Chairperson of the Bakhtar Cultural Association, Bassir Qadiri speaks at the event.

By Brendan Rees

More than a hundred people from the Afghan community gathered in Cranbourne for an evening of poetry and music focusing on a healthier liver on Friday July 20.

The event, held at Amberlee Reception was part of a campaign to educate the community about hepatitis in the lead up to World Hepatitis Day on July 28.

Presented by the Centre for Culture, Ethnicity and Health (CEH) and the Bakhtar Cultural Association, the night was a celebration through performance in English and Farsi, looking at ways of improving the health and well-being of the liver in the Afghan community.

CEH spokesman Matthew Loads said the liver has an important place in Persian poetry and the literature of Dari speaking countries, so exploring health through poetry and music was a fun and entertaining way to spark discussion.

Member for Oakleigh Steve Dimopoulos, Shadow Minister for Multicultural Affairs Inga Peulich and Labor candidate for Narre Warren South Gary Maas were guest speakers.

The evening also featured information on hepatitis awareness from refugee and migrant health experts.

A musical performance using traditional Afghan instruments and a series of poems were performed in Dari and translated for the audience into English.

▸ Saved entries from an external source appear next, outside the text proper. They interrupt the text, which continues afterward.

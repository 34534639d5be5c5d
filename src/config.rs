// Ultralytics 🚀 AGPL-3.0 License - https://ultralytics.com/license
//! 流水线配置 - 通过JSON文件调整参数
//!
//! `PipelineConfig` 是逐帧消费的不可变快照, 重配置时整体替换

use std::fs;
use std::path::{Path, PathBuf};
use std::time::Duration;

use clap::Parser;
use serde::{Deserialize, Serialize};
use tracing::info;

use crate::error::{Result, SentinelError};

/// 检测输入尺寸 (letterbox 后的正方形边长)
pub const INF_SIZE: u32 = 640;

/// 类别提示词长度限制
const PROMPT_MIN_LEN: usize = 2;
const PROMPT_MAX_LEN: usize = 200;

/// 数字卫兵参数
#[derive(Parser, Debug, Clone)]
#[command(author, version, about = "数字卫兵 - 实时检测/识别/告警", long_about = None)]
pub struct Args {
    /// 视频源: 图片文件、图片目录, 或 (ffmpeg 特性) 摄像头/视频/RTSP 地址
    #[arg(short, long, default_value = "0")]
    pub source: String,

    /// 配置文件路径 (不存在时创建默认配置)
    #[arg(short, long, default_value = "sentinel.json")]
    pub config: PathBuf,

    /// 人脸库目录, 覆盖配置文件
    #[arg(long)]
    pub gallery: Option<PathBuf>,

    /// 搜索目标姓名
    #[arg(short, long)]
    pub name: Option<String>,

    /// 搜索目标参考图片, 启动时登记到人脸库
    #[arg(long)]
    pub image_file: Option<PathBuf>,

    /// 检测类别提示词, 逗号分隔 (例如 "person,dog")
    #[arg(long)]
    pub search: Option<String>,

    /// 日志级别
    #[arg(long, default_value = "info")]
    pub log_level: String,

    /// 日志目录 (为空则只输出到控制台)
    #[arg(long)]
    pub log_dir: Option<PathBuf>,

    /// 推理后端: ort 或 passthrough
    #[arg(long, default_value = "ort")]
    pub backend: String,

    /// 置信度阈值, 覆盖配置文件
    #[arg(long)]
    pub conf: Option<f32>,

    /// NMS IoU 阈值, 覆盖配置文件
    #[arg(long)]
    pub iou: Option<f32>,
}

/// 检测与识别阈值 (均在 [0,1])
#[derive(Clone, Copy, Debug, Serialize, Deserialize, PartialEq)]
#[serde(default)]
pub struct Thresholds {
    pub confidence: f32, // 检测置信度
    pub iou: f32,        // NMS IoU
    pub match_threshold: f32, // 人脸库匹配的余弦距离上限
}

impl Default for Thresholds {
    fn default() -> Self {
        Self {
            confidence: 0.25,
            iou: 0.7,
            match_threshold: 0.4,
        }
    }
}

impl Thresholds {
    pub fn validate(&self) -> Result<()> {
        check_unit("confidence", self.confidence)?;
        check_unit("iou", self.iou)?;
        check_unit("match_threshold", self.match_threshold)
    }
}

/// 逐帧可视化选项
///
/// `remove_background` 与 `blur` 互斥, 同时设置是配置错误
#[derive(Clone, Copy, Debug, Serialize, Deserialize, PartialEq)]
#[serde(default)]
pub struct VisualizationFlags {
    pub segment: bool, // 分割着色
    pub boxes: bool,
    pub labels: bool,
    pub remove_background: bool,
    pub blur: bool,
    pub blur_sigma: f32,
    pub tint_alpha: f32,
}

impl Default for VisualizationFlags {
    fn default() -> Self {
        Self {
            segment: true,
            boxes: true,
            labels: true,
            remove_background: false,
            blur: false,
            blur_sigma: 0.0,
            tint_alpha: 0.25,
        }
    }
}

impl VisualizationFlags {
    pub fn validate(&self) -> Result<()> {
        if self.remove_background && self.blur {
            return Err(SentinelError::config(
                "remove_background 与 blur 不能同时启用",
            ));
        }
        if !(self.blur_sigma >= 0.0) {
            return Err(SentinelError::config(format!(
                "blur_sigma 必须 >= 0, 当前 {}",
                self.blur_sigma
            )));
        }
        check_unit("tint_alpha", self.tint_alpha)
    }
}

/// 队列深度 (容量固定, 不会增长)
#[derive(Clone, Copy, Debug, Serialize, Deserialize, PartialEq)]
#[serde(default)]
pub struct QueueDepths {
    pub input: usize,
    pub output: usize,
    pub tracked: usize,
    pub recognition: usize,
}

impl Default for QueueDepths {
    fn default() -> Self {
        Self {
            input: 1,
            output: 1,
            tracked: 2,
            recognition: 4,
        }
    }
}

/// 入队策略: 队列满时阻塞等待或立即失败
#[derive(Clone, Copy, Debug, PartialEq, Eq)]
pub enum SubmitPolicy {
    Block(Duration),
    Fail,
}

/// 跟踪器参数
#[derive(Clone, Debug, Serialize, Deserialize, PartialEq)]
#[serde(default)]
pub struct TrackerParams {
    pub max_lost_frames: u32,      // 最大丢失帧数
    pub high_score_threshold: f32, // 高分阈值
    pub low_score_threshold: f32,  // 低分阈值 (救援用)
    pub high_iou_threshold: f32,   // 高分IOU阈值
    pub low_iou_threshold: f32,    // 低分IOU阈值
    pub kalman_process_noise: f32, // 过程噪声 q
    pub kalman_obs_noise: f32,     // 观测噪声 r
    /// 参与跟踪的类别, 为空表示全部
    pub track_classes: Vec<String>,
}

impl Default for TrackerParams {
    fn default() -> Self {
        Self {
            max_lost_frames: 30,
            high_score_threshold: 0.4,
            low_score_threshold: 0.1,
            high_iou_threshold: 0.3,
            low_iou_threshold: 0.2,
            kalman_process_noise: 0.1,
            kalman_obs_noise: 0.5,
            track_classes: Vec::new(),
        }
    }
}

/// 识别参数
#[derive(Clone, Debug, Serialize, Deserialize, PartialEq)]
#[serde(default)]
pub struct RecognitionParams {
    /// 裁剪外扩像素
    pub margin: u32,
    /// 识别请求超过该时长未完成则允许重试
    pub retry_after_ms: u64,
    /// 手动登记等待上限
    pub enroll_timeout_ms: u64,
}

impl Default for RecognitionParams {
    fn default() -> Self {
        Self {
            margin: 10,
            retry_after_ms: 2000,
            enroll_timeout_ms: 10_000,
        }
    }
}

/// 流水线配置
#[derive(Clone, Debug, Serialize, Deserialize, PartialEq)]
#[serde(default)]
pub struct PipelineConfig {
    // === 检测参数 ===
    pub classes: Vec<String>,          // 当前激活的检测类别
    pub selected_classes: Vec<String>, // 需要绘制的类别 (为空表示全部)
    pub thresholds: Thresholds,
    pub visualization: VisualizationFlags,

    // === 队列 ===
    pub queues: QueueDepths,
    pub block_on_full: bool,
    pub submit_timeout_ms: u64,

    pub tracker: TrackerParams,
    pub recognition: RecognitionParams,

    /// 告警显示时长
    pub alert_duration_ms: u64,

    // === 路径 ===
    pub model_dir: PathBuf,
    pub model_name: String,
    pub gallery_dir: PathBuf,
    /// 为空时查找默认字体 (`assets/font/msyh.ttc` 及系统字体)
    pub font_path: Option<PathBuf>,
    pub snapshot_dir: Option<PathBuf>,
    /// 人脸特征模型 (ort-backend), 为空时使用内置外观特征
    pub embedder_model: Option<PathBuf>,
    pub embedder_dim: usize,
    /// 外部导出命令 (例如 "python export.py"), 参数依次为类别列表与输出路径
    pub export_command: Option<String>,
}

impl Default for PipelineConfig {
    fn default() -> Self {
        Self {
            classes: vec!["person".to_string()],
            selected_classes: Vec::new(),
            thresholds: Thresholds::default(),
            visualization: VisualizationFlags::default(),
            queues: QueueDepths::default(),
            block_on_full: true,
            submit_timeout_ms: 100,
            tracker: TrackerParams::default(),
            recognition: RecognitionParams::default(),
            alert_duration_ms: 5000,
            model_dir: PathBuf::from("models"),
            model_name: "yoloe-v8s-seg".to_string(),
            gallery_dir: PathBuf::from("face_database"),
            font_path: None,
            snapshot_dir: None,
            embedder_model: None,
            embedder_dim: 512,
            export_command: None,
        }
    }
}

impl PipelineConfig {
    /// 从JSON文件加载配置
    ///
    /// 文件不存在时写出默认配置; 解析或校验失败返回配置错误
    pub fn load(path: impl AsRef<Path>) -> Result<Self> {
        let path = path.as_ref();
        match fs::read_to_string(path) {
            Ok(json) => {
                let config: Self = serde_json::from_str(&json).map_err(|e| {
                    SentinelError::config(format!("配置文件 {} 解析失败: {}", path.display(), e))
                })?;
                config.validate()?;
                info!("✅ 配置已从 {} 加载", path.display());
                Ok(config)
            }
            Err(e) if e.kind() == std::io::ErrorKind::NotFound => {
                info!("配置文件不存在, 创建默认配置 {}", path.display());
                let config = Self::default();
                config.save(path)?;
                Ok(config)
            }
            Err(e) => Err(e.into()),
        }
    }

    /// 保存配置到JSON文件
    pub fn save(&self, path: impl AsRef<Path>) -> Result<()> {
        let path = path.as_ref();
        if let Some(parent) = path.parent() {
            if !parent.as_os_str().is_empty() {
                fs::create_dir_all(parent)?;
            }
        }
        let json = serde_json::to_string_pretty(self)?;
        fs::write(path, json)?;
        info!("配置已保存到 {}", path.display());
        Ok(())
    }

    pub fn validate(&self) -> Result<()> {
        if self.classes.is_empty() {
            return Err(SentinelError::config("类别列表不能为空"));
        }
        for class in &self.classes {
            validate_prompt(class)?;
        }
        for class in &self.selected_classes {
            if !self.classes.contains(class) {
                return Err(SentinelError::config(format!("{} 不是有效类别", class)));
            }
        }
        self.thresholds.validate()?;
        self.visualization.validate()?;

        let q = &self.queues;
        if q.input == 0 || q.output == 0 || q.tracked == 0 || q.recognition == 0 {
            return Err(SentinelError::config("队列深度必须 >= 1"));
        }

        let t = &self.tracker;
        check_unit("tracker.high_score_threshold", t.high_score_threshold)?;
        check_unit("tracker.low_score_threshold", t.low_score_threshold)?;
        check_unit("tracker.high_iou_threshold", t.high_iou_threshold)?;
        check_unit("tracker.low_iou_threshold", t.low_iou_threshold)?;
        if t.low_score_threshold > t.high_score_threshold {
            return Err(SentinelError::config("低分阈值不能高于高分阈值"));
        }
        Ok(())
    }

    pub fn submit_policy(&self) -> SubmitPolicy {
        if self.block_on_full {
            SubmitPolicy::Block(Duration::from_millis(self.submit_timeout_ms))
        } else {
            SubmitPolicy::Fail
        }
    }

    pub fn alert_duration(&self) -> Duration {
        Duration::from_millis(self.alert_duration_ms)
    }

    /// 是否绘制该类别
    pub fn is_selected(&self, label: &str) -> bool {
        self.selected_classes.is_empty() || self.selected_classes.iter().any(|c| c == label)
    }

    /// 命令行参数覆盖
    pub fn apply_args(&mut self, args: &Args) -> Result<()> {
        if let Some(conf) = args.conf {
            self.thresholds.confidence = conf;
        }
        if let Some(iou) = args.iou {
            self.thresholds.iou = iou;
        }
        if let Some(gallery) = &args.gallery {
            self.gallery_dir = gallery.clone();
        }
        self.validate()
    }

    /// 打印当前配置
    pub fn log_summary(&self) {
        info!(
            "当前配置: 类别 {:?} | 置信度 {:.2} | IoU {:.2} | 匹配阈值 {:.2} | 队列 {}/{}/{}/{}",
            self.classes,
            self.thresholds.confidence,
            self.thresholds.iou,
            self.thresholds.match_threshold,
            self.queues.input,
            self.queues.output,
            self.queues.tracked,
            self.queues.recognition,
        );
    }
}

/// 校验类别提示词: 去除首尾空白后长度在 2..=200
pub fn validate_prompt(prompt: &str) -> Result<String> {
    let trimmed = prompt.trim();
    let len = trimmed.chars().count();
    if len < PROMPT_MIN_LEN {
        return Err(SentinelError::config(format!(
            "提示词过短 (至少 {} 个字符): {:?}",
            PROMPT_MIN_LEN, prompt
        )));
    }
    if len > PROMPT_MAX_LEN {
        return Err(SentinelError::config(format!(
            "提示词过长 (最多 {} 个字符)",
            PROMPT_MAX_LEN
        )));
    }
    Ok(trimmed.to_string())
}

/// 解析逗号分隔的类别列表
pub fn parse_class_list(text: &str) -> Result<Vec<String>> {
    let mut classes = Vec::new();
    for part in text.split(',') {
        if part.trim().is_empty() {
            continue;
        }
        let class = validate_prompt(part)?;
        if !classes.contains(&class) {
            classes.push(class);
        }
    }
    if classes.is_empty() {
        return Err(SentinelError::config("类别列表不能为空"));
    }
    Ok(classes)
}

fn check_unit(name: &str, value: f32) -> Result<()> {
    if (0.0..=1.0).contains(&value) {
        Ok(())
    } else {
        Err(SentinelError::config(format!(
            "{} 必须在 [0,1] 内, 当前 {}",
            name, value
        )))
    }
}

Co-Manager of CEH Alison Coelho said the Victorian Government had highlighted the importance of sharing consistent, quality health information about Hepatitis with people from refugee and migrant backgrounds and events like this are part of an effort to meet those goals.

“The Centre for Culture, Ethnicity and Health manages a range of projects and services that aim to increase integration between health and human services and people from refugee and migrant backgrounds,” she said.